Five years on from the Rana Plaza tragedy and Fashion Revolution movement that followed, the fashion industry is more conscious than ever. With the introduction of the #WhoMadeMyClothes initiative, we’re continually seeing many positive changes and a shift to a more sustainable, ethical future, in terms of both materials and worker welfare.
Consumers are now demanding to know who made their clothes, how much they’re paid and what their lives are like. In many ways, Australian designers are leading the way.
Born out of the desire to support rural artisan communities in developing countries, Ash White is the eponymous label from Mackay-based Ashleigh White.
After working in manufacturing in Sri Lanka and learning about artisan work, White felt compelled to create opportunities for the people in rural communities that would support their lifestyle and contribute to preserving traditional art-forms.
“We work with a large network of fabric suppliers in India, from organic cotton to high grade linen, however our signature is handwoven fabrics which are produced on wooden machines in communities all over India. We use mostly natural fibres and source only GOTS certified fabrics to ensure our process is as sustainable as possible,” she says.
Having been involved with Fashion Revolution for several years before launching her label in 2017, White is a passionate advocate for recognising and asking who made your clothes.
“I feel it needs to go further, where both brands and customers start taking action to ensure the livelihood of their makers is being considered in the development process. Education is important; however, action and change is even more crucial and it really begins with taking one step closer to a more positive outcome. It may seem small taking action on a personal level, however collectively great strides towards a more positive fashion world can be made.”
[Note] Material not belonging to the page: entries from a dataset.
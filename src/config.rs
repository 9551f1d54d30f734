//! Server configuration, loaded from environment variables.

use anyhow::{Context, Result};
use std::env;
use std::path::PathBuf;
use std::time::Duration;

/// Settings of the HTTP front-end. Cookies are read separately by the client.
#[derive(Debug, Clone)]
pub struct ServerConfig {
    /// Host to bind to
    pub host: String,
    /// Port to listen on
    pub port: u16,

    /// Upper bound for synchronous generation requests
    pub request_timeout: Duration,
    /// Period of the background credential refresh
    pub refresh_interval: Duration,

    /// Allowed CORS origins; empty means any
    pub cors_allowed_origins: Vec<String>,

    pub http_proxy: Option<String>,
    pub https_proxy: Option<String>,

    /// Overrides for the provider endpoints
    pub base_url: Option<String>,
    pub upload_url: Option<String>,

    /// Where refreshed credentials are persisted
    pub credentials_cache: Option<PathBuf>,
}

impl Default for ServerConfig {
    fn default() -> Self {
        Self {
            host: "0.0.0.0".to_string(),
            port: 8000,
            request_timeout: Duration::from_secs(120),
            refresh_interval: Duration::from_secs(3600),
            cors_allowed_origins: Vec::new(),
            http_proxy: None,
            https_proxy: None,
            base_url: None,
            upload_url: None,
            credentials_cache: None,
        }
    }
}

fn non_empty(key: &str) -> Option<String> {
    env::var(key).ok().filter(|v| !v.trim().is_empty())
}

fn parse_origins(raw: &str) -> Vec<String> {
    raw.split(',')
        .map(str::trim)
        .filter(|origin| !origin.is_empty() && *origin != "*")
        .map(str::to_string)
        .collect()
}

impl ServerConfig {
    /// Load configuration from environment variables
    pub fn from_env() -> Result<Self> {
        Ok(Self {
            host: env::var("META_AI_HOST").unwrap_or_else(|_| "0.0.0.0".to_string()),
            port: env::var("META_AI_PORT")
                .unwrap_or_else(|_| "8000".to_string())
                .parse()
                .context("Invalid META_AI_PORT")?,

            request_timeout: Duration::from_secs(
                env::var("META_AI_REQUEST_TIMEOUT_SECONDS")
                    .unwrap_or_else(|_| "120".to_string())
                    .parse()
                    .context("Invalid META_AI_REQUEST_TIMEOUT_SECONDS")?,
            ),
            refresh_interval: Duration::from_secs(
                env::var("META_AI_REFRESH_INTERVAL_SECONDS")
                    .unwrap_or_else(|_| "3600".to_string())
                    .parse()
                    .context("Invalid META_AI_REFRESH_INTERVAL_SECONDS")?,
            ),

            cors_allowed_origins: non_empty("META_AI_CORS_ALLOWED_ORIGINS")
                .map(|raw| parse_origins(&raw))
                .unwrap_or_default(),

            http_proxy: non_empty("META_AI_PROXY_HTTP"),
            https_proxy: non_empty("META_AI_PROXY_HTTPS"),

            base_url: non_empty("META_AI_BASE_URL"),
            upload_url: non_empty("META_AI_UPLOAD_URL"),

            credentials_cache: non_empty("META_AI_CREDENTIALS_CACHE").map(PathBuf::from),
        })
    }
}
//! HTTP bridge for Meta AI generation.

use std::net::SocketAddr;
use std::sync::Arc;

use anyhow::{Context, Result};
use tokio::signal;
use tracing::{info, warn};

use metaai::{create_router, AppState, Credentials, MetaAiClient, ServerConfig};

#[tokio::main]
async fn main() -> Result<()> {
    // Load environment variables from .env file
    dotenvy::dotenv().ok();

    tracing_subscriber::fmt()
        .with_env_filter(
            tracing_subscriber::EnvFilter::try_from_default_env()
                .unwrap_or_else(|_| "metaai=info,tower_http=info".into()),
        )
        .with_target(true)
        .init();

    info!("Starting Meta AI bridge");

    let config = ServerConfig::from_env()?;
    info!("Configuration loaded successfully");

    // A cache from an earlier run fills in cookies the environment lacks.
    let cached = match &config.credentials_cache {
        Some(path) => match Credentials::load_from(path).await {
            Ok(credentials) => Some(credentials),
            Err(err) => {
                warn!(path = %path.display(), error = %err, "credential cache not loaded");
                None
            }
        },
        None => None,
    };

    let mut builder = MetaAiClient::builder()
        .from_env(true)
        .http_proxy(config.http_proxy.clone())
        .https_proxy(config.https_proxy.clone())
        .request_timeout(config.request_timeout)
        .refresh_interval(config.refresh_interval)
        .cache_path(config.credentials_cache.clone());
    if let Some(credentials) = cached {
        builder = builder.credentials(credentials);
    }
    if let Some(url) = &config.base_url {
        builder = builder.base_url(url.clone());
    }
    if let Some(url) = &config.upload_url {
        builder = builder.upload_url(url.clone());
    }
    let client = builder.build().context("Failed to initialise the Meta AI client")?;

    let store = client.credentials();
    match store.refresh(false).await {
        Ok(true) if store.bearer_token().await.is_some() => {
            info!("Initial credential refresh complete")
        }
        Ok(true) => warn!("No access token found; uploads are unavailable until one is derived"),
        Ok(false) => warn!("Initial credential refresh failed; continuing with cookies only"),
        Err(err) => warn!(error = %err, "Initial credential refresh failed"),
    }
    let refresh_task = store.spawn_refresh_loop(config.refresh_interval);

    let state = Arc::new(AppState::new(client, &config));
    let app = create_router(state);

    let addr: SocketAddr = format!("{}:{}", config.host, config.port).parse()?;
    info!("Listening on {}", addr);
    let listener = tokio::net::TcpListener::bind(addr).await?;

    axum::serve(listener, app)
        .with_graceful_shutdown(shutdown_signal())
        .await?;

    refresh_task.abort();
    info!("Meta AI bridge shutdown complete");
    Ok(())
}

/// Handle graceful shutdown signals
async fn shutdown_signal() {
    let ctrl_c = async {
        if let Err(err) = signal::ctrl_c().await {
            warn!(error = %err, "Failed to install Ctrl+C handler");
            std::future::pending::<()>().await;
        }
    };

    #[cfg(unix)]
    let terminate = async {
        match signal::unix::signal(signal::unix::SignalKind::terminate()) {
            Ok(mut stream) => {
                stream.recv().await;
            }
            Err(err) => {
                warn!(error = %err, "Failed to install signal handler");
                std::future::pending::<()>().await;
            }
        }
    };

    #[cfg(not(unix))]
    let terminate = std::future::pending::<()>();

    tokio::select! {
        _ = ctrl_c => {
            warn!("Received Ctrl+C, initiating shutdown");
        }
        _ = terminate => {
            warn!("Received SIGTERM, initiating shutdown");
        }
    }
}
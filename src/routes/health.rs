//! Liveness endpoint.

use axum::Json;
use serde::Serialize;

#[derive(Debug, Serialize)]
pub struct HealthResponse {
    pub status: &'static str,
}

pub async fn healthz() -> Json<HealthResponse> {
    Json(HealthResponse { status: "ok" })
}
//! HTTP routes of the generation bridge.

pub mod error;
pub mod health;
pub mod image;
pub mod upload;
pub mod video;

use std::sync::Arc;
use std::time::Duration;

use axum::{
    extract::{DefaultBodyLimit, FromRequest},
    http::HeaderValue,
    routing::{get, post},
    Router,
};
use tower_http::{
    cors::{AllowOrigin, Any, CorsLayer},
    trace::TraceLayer,
};
use tracing::warn;

use crate::client::MetaAiClient;
use crate::config::ServerConfig;
use crate::jobs::JobOrchestrator;
use crate::types::{AttachmentMetadata, GenerationKind, GenerationRequest, Orientation};

/// Largest accepted upload body.
const MAX_UPLOAD_BYTES: usize = 20 * 1024 * 1024;

/// Upper bound for an upload request, independent of the generation timeout.
pub const UPLOAD_TIMEOUT: Duration = Duration::from_secs(60);

/// `Json` whose rejections are answered like every other [`error::ApiError`].
#[derive(FromRequest)]
#[from_request(via(axum::Json), rejection(error::ApiError))]
pub struct ApiJson<T>(pub T);

/// Application state shared across all request handlers
pub struct AppState {
    pub client: MetaAiClient,
    pub jobs: JobOrchestrator,
    /// Upper bound for synchronous generation requests
    pub request_timeout: Duration,
    pub cors_allowed_origins: Vec<String>,
}

impl AppState {
    pub fn new(client: MetaAiClient, config: &ServerConfig) -> Self {
        Self {
            client,
            jobs: JobOrchestrator::new(),
            request_timeout: config.request_timeout,
            cors_allowed_origins: config.cors_allowed_origins.clone(),
        }
    }
}

/// Turns the optional request fields shared by the generation endpoints into a
/// validated [`GenerationRequest`].
pub(crate) fn generation_request(
    kind: GenerationKind,
    prompt: String,
    orientation: Option<&str>,
    media_ids: Option<Vec<String>>,
    attachment_metadata: Option<AttachmentMetadata>,
) -> Result<GenerationRequest, error::ApiError> {
    let orientation = match orientation {
        Some(raw) => raw
            .parse::<Orientation>()
            .map_err(|err| error::ApiError::generation("Request", err))?,
        None => Orientation::default(),
    };
    let mut request = GenerationRequest::new(kind, prompt).with_orientation(orientation);
    if let Some(media_ids) = media_ids {
        request = request.with_media_ids(media_ids);
    }
    if let Some(metadata) = attachment_metadata {
        request = request.with_attachment_metadata(metadata);
    }
    request
        .validate()
        .map_err(|err| error::ApiError::generation("Request", err))?;
    Ok(request)
}

fn cors_layer(origins: &[String]) -> CorsLayer {
    let layer = CorsLayer::new().allow_methods(Any).allow_headers(Any);
    let parsed: Vec<HeaderValue> = origins
        .iter()
        .filter_map(|origin| match HeaderValue::from_str(origin) {
            Ok(value) => Some(value),
            Err(_) => {
                warn!(%origin, "ignoring invalid CORS origin");
                None
            }
        })
        .collect();
    if parsed.is_empty() {
        layer.allow_origin(Any)
    } else {
        layer.allow_origin(AllowOrigin::list(parsed))
    }
}

/// Create the main application router
pub fn create_router(state: Arc<AppState>) -> Router {
    let cors = cors_layer(&state.cors_allowed_origins);

    Router::new()
        .route("/healthz", get(health::healthz))
        .route("/image", post(image::generate_image))
        .route("/video", post(video::generate_video))
        .route("/video/async", post(video::submit_video_job))
        .route("/video/jobs/:job_id", get(video::video_job_status))
        .route(
            "/upload",
            post(upload::upload_image).layer(DefaultBodyLimit::max(MAX_UPLOAD_BYTES)),
        )
        .layer(TraceLayer::new_for_http())
        .layer(cors)
        .with_state(state)
}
For White, worker welfare is the number one component over all other ethical practices.
“How we live our life and the decisions we make ultimately drive business and if we do not build a sustainable foundation to our businesses, the chances of failure are higher. Worker welfare is crucial in building a sustainable fashion future as human hands make the majority of our clothing and every human on this planet deserves respect and support regardless of
our circumstances. Positive support leads to positive growth and by working together we can create an industry we are all proud of.”
“My hope for the future is that we return to a slower, more considered approach to fashion and we begin to truly value our clothing and how it is made.”
While running a small Instagram account sharing brands that were doing great things in the sustainable fashion scene, Amber Boyers was regularly asked for recommendations on sustainable & ethically made swimwear. She found it difficult to find any herself, so put her fashion and business knowledge to the test and started designing her own.
Since launching her label, Baaia, Amber’s position on sustainable fashion and supporting those in the industry has only grown stronger.
“I hope that the ethos can change to quality over quantity,”she says.
“I think the #WhoMadeMyClothes initiative, as well as social media are really to credit for this growth in transparency from brands.”
As the people behind the biggest brands of our time Amber believes factory workers deserve to be valued and respected as equals.
“The only way their situation might start looking up is if the western consumer starts changing their shopping habits,” she says.
“I think it’s an important part of the relationship between brands and customers that went overlooked for a very long time. By removing the veil and being honest about who they choose to employ and how they choose to treat them, shows respect and honesty to the paying consumer.”
“My biggest hope is that the attitude towards our current fast fashion craze shifts to a slower, more thoughtful approach. There’s nothing better than having a piece you’ve worn and loved for years - something with style & quality that has stood the test of time. Those cherished pieces will always bring more joy to us than short lived ‘on-trend’ garments ever could, and that kind of joy and appreciation for clothing is something I hope more people will experience in the years to come.”
For Sarah Garrett-Hodoniczky, creating her own label and producing locally was a natural progression, having been in the fashion industry or several years.
Since launching her label, Rant Clothing in 2013, Sarah has made it her mission to avoid the trends and disposability of mainstream fashion.
“Fashion is one of the most polluting and wasteful industries. Over the past couple of decades clothes have gotten cheaper and cheaper with offshore production, thus creating a mentality of 'wear once and then throw out'. Making clothing a disposable item and not something made with care to keep, treasure and maybe pass on,” she says.
“The #WhoMadeMyClothes initiative is a great thing! Making people more aware of the people that work in the fashion industry. I hope that people understand that if you buy a dress for $20, the sewer would get paid approximately 50c for that garment. Would you sit and make a make a garment for that price? It just devalues the effort put into the garment.”
The knit fabrics used by Rant Clothing are all produced by local Australian mills; knitted, dyed and printed in the same factory in Melbourne. The garments are then sewn from home studios in Brisbane.
“We don't overproduce our items making small quantities to reduce waste. We make our clothes to survive many washes and wears, don't go out of fashion and can be worn in a myriad of ways.